(Collected data entries)
use async_trait::async_trait;
use deadpool_diesel::sqlite::Pool;
use diesel::dsl::count_star;
use diesel::prelude::*;
use diesel::{QueryDsl, SelectableHelper};

use crate::Result;
use crate::query::execute_query;
use crate::schema::organizations::dsl;
use dto::org::{OrgCountDto, OrgDto};
use dto::query::QueryResultDto;

#[derive(Debug, Clone, Queryable, Selectable)]
#[diesel(table_name = crate::schema::organizations)]
#[diesel(check_for_backend(diesel::sqlite::Sqlite))]
pub struct Organization {
    pub id: i32,
    pub name: String,
    pub industry: String,
    pub address: String,
    pub phone: String,
    pub email: String,
    pub subscription_tier: String,
    pub created_at: i64,
}

impl From<Organization> for OrgDto {
    fn from(org: Organization) -> Self {
        OrgDto {
            id: org.id,
            name: org.name,
            industry: org.industry,
            address: org.address,
            phone: org.phone,
            email: org.email,
            subscription_tier: org.subscription_tier,
            created_at: org.created_at,
        }
    }
}

/// Read-only access to organizations.
#[async_trait]
pub trait OrgRepoable: Send + Sync {
    /// A page of organizations ordered by name
    async fn list(&self, limit: i64, offset: i64) -> Result<QueryResultDto<OrgDto>>;

    /// Total number of organizations, as a single row
    async fn count(&self) -> Result<QueryResultDto<OrgCountDto>>;
}

pub struct OrgRepo {
    db_pool: Pool,
}

impl OrgRepo {
    pub fn new(db_pool: Pool) -> Self {
        Self { db_pool }
    }
}

#[async_trait]
impl OrgRepoable for OrgRepo {
    async fn list(&self, limit: i64, offset: i64) -> Result<QueryResultDto<OrgDto>> {
        execute_query(&self.db_pool, "organizations", move |conn| {
            dsl::organizations
                .select(Organization::as_select())
                .order(dsl::name.asc())
                .limit(limit)
                .offset(offset)
                .load::<Organization>(conn)
                .map(|rows| rows.into_iter().map(OrgDto::from).collect())
        })
        .await
    }

    async fn count(&self) -> Result<QueryResultDto<OrgCountDto>> {
        execute_query(&self.db_pool, "organizations", move |conn| {
            dsl::organizations
                .select(count_star())
                .get_result::<i64>(conn)
                .map(|count| vec![OrgCountDto { count }])
        })
        .await
    }
}

#[cfg(feature = "test")]
pub const TEST_ORGS_COUNT: usize = 25;

#[cfg(feature = "test")]
pub const TEST_CREATED_AT: i64 = 1_714_521_600;

#[cfg(feature = "test")]
pub fn create_test_org(id: i32) -> OrgDto {
    OrgDto {
        id,
        name: format!("Test Org {:02}", id),
        industry: "Logistics".to_string(),
        address: format!("{} Harbor Road", id),
        phone: format!("555-01{:02}", id),
        email: format!("contact{}@example.com", id),
        subscription_tier: "basic".to_string(),
        created_at: TEST_CREATED_AT,
    }
}

/// In-memory organizations, already sorted by name
#[cfg(feature = "test")]
pub struct OrgTestRepo {
    orgs: Vec<OrgDto>,
}

#[cfg(feature = "test")]
impl OrgTestRepo {
    pub fn new(total: usize) -> Self {
        let orgs = (1..=total as i32).map(create_test_org).collect();
        Self { orgs }
    }
}

#[cfg(feature = "test")]
#[async_trait]
impl OrgRepoable for OrgTestRepo {
    async fn list(&self, limit: i64, offset: i64) -> Result<QueryResultDto<OrgDto>> {
        let rows = self
            .orgs
            .iter()
            .skip(offset.max(0) as usize)
            .take(limit.max(0) as usize)
            .cloned()
            .collect();
        Ok(QueryResultDto::ok(rows))
    }

    async fn count(&self) -> Result<QueryResultDto<OrgCountDto>> {
        Ok(QueryResultDto::ok(vec![OrgCountDto {
            count: self.orgs.len() as i64,
        }]))
    }
}

/// Listing fails to reach the database, counting works
#[cfg(feature = "test")]
pub struct OrgFailingRepo {}

#[cfg(feature = "test")]
#[async_trait]
impl OrgRepoable for OrgFailingRepo {
    async fn list(&self, _limit: i64, _offset: i64) -> Result<QueryResultDto<OrgDto>> {
        Err("database is unavailable".into())
    }

    async fn count(&self) -> Result<QueryResultDto<OrgCountDto>> {
        Ok(QueryResultDto::ok(vec![OrgCountDto {
            count: TEST_ORGS_COUNT as i64,
        }]))
    }
}

/// Both statements are rejected by the database
#[cfg(feature = "test")]
pub struct OrgQueryErrorRepo {}

#[cfg(feature = "test")]
pub const TEST_QUERY_ERROR: &str =
    "Error querying organizations: no such table: organizations";

#[cfg(feature = "test")]
#[async_trait]
impl OrgRepoable for OrgQueryErrorRepo {
    async fn list(&self, _limit: i64, _offset: i64) -> Result<QueryResultDto<OrgDto>> {
        Ok(QueryResultDto::error(TEST_QUERY_ERROR))
    }

    async fn count(&self) -> Result<QueryResultDto<OrgCountDto>> {
        Ok(QueryResultDto::error(TEST_QUERY_ERROR))
    }
}

#[cfg(test)]
mod tests {
    use super::*;
    use deadpool_diesel::sqlite::{Manager, Runtime};
    use diesel::connection::SimpleConnection;

    const CREATE_TABLE: &str = include_str!(
        "../migrations/2025-05-20-000000_create_organizations/up.sql"
    );

    // A single connection keeps the in-memory database alive between queries
    fn create_memory_pool() -> Pool {
        let manager = Manager::new(":memory:", Runtime::Tokio1);
        Pool::builder(manager).max_size(1).build().unwrap()
    }

    async fn setup(sql: &'static str) -> Pool {
        let pool = create_memory_pool();
        let db = pool.get().await.unwrap();
        db.interact(move |conn| conn.batch_execute(sql))
            .await
            .unwrap()
            .unwrap();
        drop(db);
        pool
    }

    async fn seed(pool: &Pool, names: &[&str]) {
        let statements: Vec<String> = names
            .iter()
            .enumerate()
            .map(|(i, name)| {
                format!(
                    "INSERT INTO organizations VALUES ({}, '{}', 'Retail', '1 Main St', '555-0100', 'info@example.com', 'pro', 1714521600);",
                    i + 1,
                    name
                )
            })
            .collect();
        let sql = statements.join("\n");
        let db = pool.get().await.unwrap();
        db.interact(move |conn| conn.batch_execute(&sql))
            .await
            .unwrap()
            .unwrap();
    }

    #[tokio::test]
    async fn test_list_orders_by_name() {
        let pool = setup(CREATE_TABLE).await;
        seed(&pool, &["Globex", "Acme", "Initech"]).await;
        let repo = OrgRepo::new(pool);

        let result = repo.list(10, 0).await.unwrap();
        assert!(!result.is_error);

        let names: Vec<&str> = result.data.iter().map(|o| o.name.as_str()).collect();
        assert_eq!(names, vec!["Acme", "Globex", "Initech"]);
    }

    #[tokio::test]
    async fn test_list_applies_limit_and_offset() {
        let pool = setup(CREATE_TABLE).await;
        let names: Vec<String> = (1..=25).map(|i| format!("Org {:02}", i)).collect();
        let names: Vec<&str> = names.iter().map(|n| n.as_str()).collect();
        seed(&pool, &names).await;
        let repo = OrgRepo::new(pool);

        let page3 = repo.list(10, 20).await.unwrap();
        assert_eq!(page3.data.len(), 5);
        assert_eq!(page3.data[0].name, "Org 21");

        let beyond = repo.list(10, 30).await.unwrap();
        assert!(!beyond.is_error);
        assert!(beyond.data.is_empty());
    }

    #[tokio::test]
    async fn test_count() {
        let pool = setup(CREATE_TABLE).await;
        seed(&pool, &["Acme", "Globex"]).await;
        let repo = OrgRepo::new(pool);

        let result = repo.count().await.unwrap();
        assert!(!result.is_error);
        assert_eq!(result.data, vec![OrgCountDto { count: 2 }]);
    }

    #[tokio::test]
    async fn test_count_empty_table() {
        let pool = setup(CREATE_TABLE).await;
        let repo = OrgRepo::new(pool);

        let result = repo.count().await.unwrap();
        assert_eq!(result.data, vec![OrgCountDto { count: 0 }]);
    }

    #[tokio::test]
    async fn test_missing_table_is_query_error() {
        let pool = setup("SELECT 1;").await;
        let repo = OrgRepo::new(pool);

        let result = repo.list(10, 0).await.unwrap();
        assert!(result.is_error);
        assert!(result.data.is_empty());
        let msg = result.message.unwrap();
        assert!(msg.starts_with("Error querying organizations"));
    }
}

# Task prompt
In your answer, include only the lines above starting at the line that holds "impl OrgRepoable for OrgTestRepo" and ending at the line that holds "use diesel::connection::SimpleConnection;", copied exactly.

# Solved problem
impl OrgRepoable for OrgTestRepo {
    async fn list(&self, limit: i64, offset: i64) -> Result<QueryResultDto<OrgDto>> {
        let rows = self
            .orgs
            .iter()
            .skip(offset.max(0) as usize)
            .take(limit.max(0) as usize)
            .cloned()
            .collect();
        Ok(QueryResultDto::ok(rows))
    }

    async fn count(&self) -> Result<QueryResultDto<OrgCountDto>> {
        Ok(QueryResultDto::ok(vec![OrgCountDto {
            count: self.orgs.len() as i64,
        }]))
    }
}

/// Listing fails to reach the database, counting works
#[cfg(feature = "test")]
pub struct OrgFailingRepo {}

#[cfg(feature = "test")]
#[async_trait]
impl OrgRepoable for OrgFailingRepo {
    async fn list(&self, _limit: i64, _offset: i64) -> Result<QueryResultDto<OrgDto>> {
        Err("database is unavailable".into())
    }

    async fn count(&self) -> Result<QueryResultDto<OrgCountDto>> {
        Ok(QueryResultDto::ok(vec![OrgCountDto {
            count: TEST_ORGS_COUNT as i64,
        }]))
    }
}

/// Both statements are rejected by the database
#[cfg(feature = "test")]
pub struct OrgQueryErrorRepo {}

#[cfg(feature = "test")]
pub const TEST_QUERY_ERROR: &str =
    "Error querying organizations: no such table: organizations";

#[cfg(feature = "test")]
#[async_trait]
impl OrgRepoable for OrgQueryErrorRepo {
    async fn list(&self, _limit: i64, _offset: i64) -> Result<QueryResultDto<OrgDto>> {
        Ok(QueryResultDto::error(TEST_QUERY_ERROR))
    }

    async fn count(&self) -> Result<QueryResultDto<OrgCountDto>> {
        Ok(QueryResultDto::error(TEST_QUERY_ERROR))
    }
}

#[cfg(test)]
mod tests {
    use super::*;
    use deadpool_diesel::sqlite::{Manager, Runtime};
    use diesel::connection::SimpleConnection;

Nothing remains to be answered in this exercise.